» What you need to do: If a line in the data below holds the word "invalid", copy it.

##########

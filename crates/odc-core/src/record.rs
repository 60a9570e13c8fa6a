//! Record providers: where the ordered list of file locations comes from.

use crate::downloader::Protocol;
use serde::Deserialize;
use std::fs::File;
use std::io::{self, BufRead, BufReader};
use std::path::{Path, PathBuf};

#[derive(Debug, thiserror::Error)]
pub enum RecordError {
    #[error("record API request failed: {0}")]
    Http(#[from] reqwest::Error),
    #[error("record {recid} returned HTTP {status}")]
    Status { recid: u64, status: u16 },
    #[error("invalid record JSON: {0}")]
    Parse(#[from] serde_json::Error),
    #[error("invalid server URL: {0}")]
    Url(#[from] url::ParseError),
    #[error("read {path}: {source}")]
    Io { path: PathBuf, source: io::Error },
}

/// Yields the ordered file locations of one record.
pub trait RecordProvider {
    fn file_locations(&self) -> Result<Vec<String>, RecordError>;
}

/// Locations listed one per line; blank lines and `#` comments are skipped.
#[derive(Debug, Clone, Default)]
pub struct LocationList {
    locations: Vec<String>,
}

impl LocationList {
    pub fn from_reader(reader: impl BufRead) -> io::Result<Self> {
        let mut locations = Vec::new();
        for line in reader.lines() {
            let line = line?;
            let line = line.trim();
            if line.is_empty() || line.starts_with('#') {
                continue;
            }
            locations.push(line.to_string());
        }
        Ok(Self { locations })
    }

    pub fn from_path(path: &Path) -> Result<Self, RecordError> {
        let io_err = |source| RecordError::Io {
            path: path.to_path_buf(),
            source,
        };
        let file = File::open(path).map_err(io_err)?;
        Self::from_reader(BufReader::new(file)).map_err(io_err)
    }
}

impl RecordProvider for LocationList {
    fn file_locations(&self) -> Result<Vec<String>, RecordError> {
        Ok(self.locations.clone())
    }
}

#[derive(Debug, Deserialize)]
struct RecordResponse {
    metadata: RecordMetadata,
}

#[derive(Debug, Deserialize)]
struct RecordMetadata {
    #[serde(default)]
    files: Vec<RecordFile>,
}

#[derive(Debug, Deserialize)]
struct RecordFile {
    uri: String,
}

/// Extracts `metadata.files[].uri` from a record document. For `http`, XRootD
/// URIs under `xrootd_server` are rewritten onto `server`.
pub fn parse_record_files(
    json: &str,
    protocol: Protocol,
    server: &str,
    xrootd_server: &str,
) -> Result<Vec<String>, RecordError> {
    let record: RecordResponse = serde_json::from_str(json)?;
    let prefix = format!("{}/", xrootd_server.trim_end_matches('/'));
    let server = server.trim_end_matches('/');
    Ok(record
        .metadata
        .files
        .into_iter()
        .map(|f| match protocol {
            Protocol::Http => match f.uri.strip_prefix(&prefix) {
                Some(rest) => format!("{}{}", server, rest),
                None => f.uri,
            },
            Protocol::Xrootd => f.uri,
        })
        .collect())
}

/// A record fetched from the open data API: `GET {server}/api/records/{recid}`.
#[derive(Debug, Clone)]
pub struct ApiRecord {
    pub server: String,
    pub xrootd_server: String,
    pub recid: u64,
    pub protocol: Protocol,
}

impl ApiRecord {
    pub fn record_url(&self) -> Result<url::Url, RecordError> {
        let base = url::Url::parse(&format!("{}/", self.server.trim_end_matches('/')))?;
        Ok(base.join(&format!("api/records/{}", self.recid))?)
    }
}

impl RecordProvider for ApiRecord {
    fn file_locations(&self) -> Result<Vec<String>, RecordError> {
        let url = self.record_url()?;
        tracing::debug!(url = %url, "fetching record");
        let response = reqwest::blocking::get(url)?;
        let status = response.status();
        if !status.is_success() {
            return Err(RecordError::Status {
                recid: self.recid,
                status: status.as_u16(),
            });
        }
        let body = response.text()?;
        let locations = parse_record_files(&body, self.protocol, &self.server, &self.xrootd_server)?;
        tracing::info!(recid = self.recid, files = locations.len(), "record loaded");
        Ok(locations)
    }
}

##########

» Result of this task:
    #[error("invalid record JSON: {0}")]
    #[error("invalid server URL: {0}")]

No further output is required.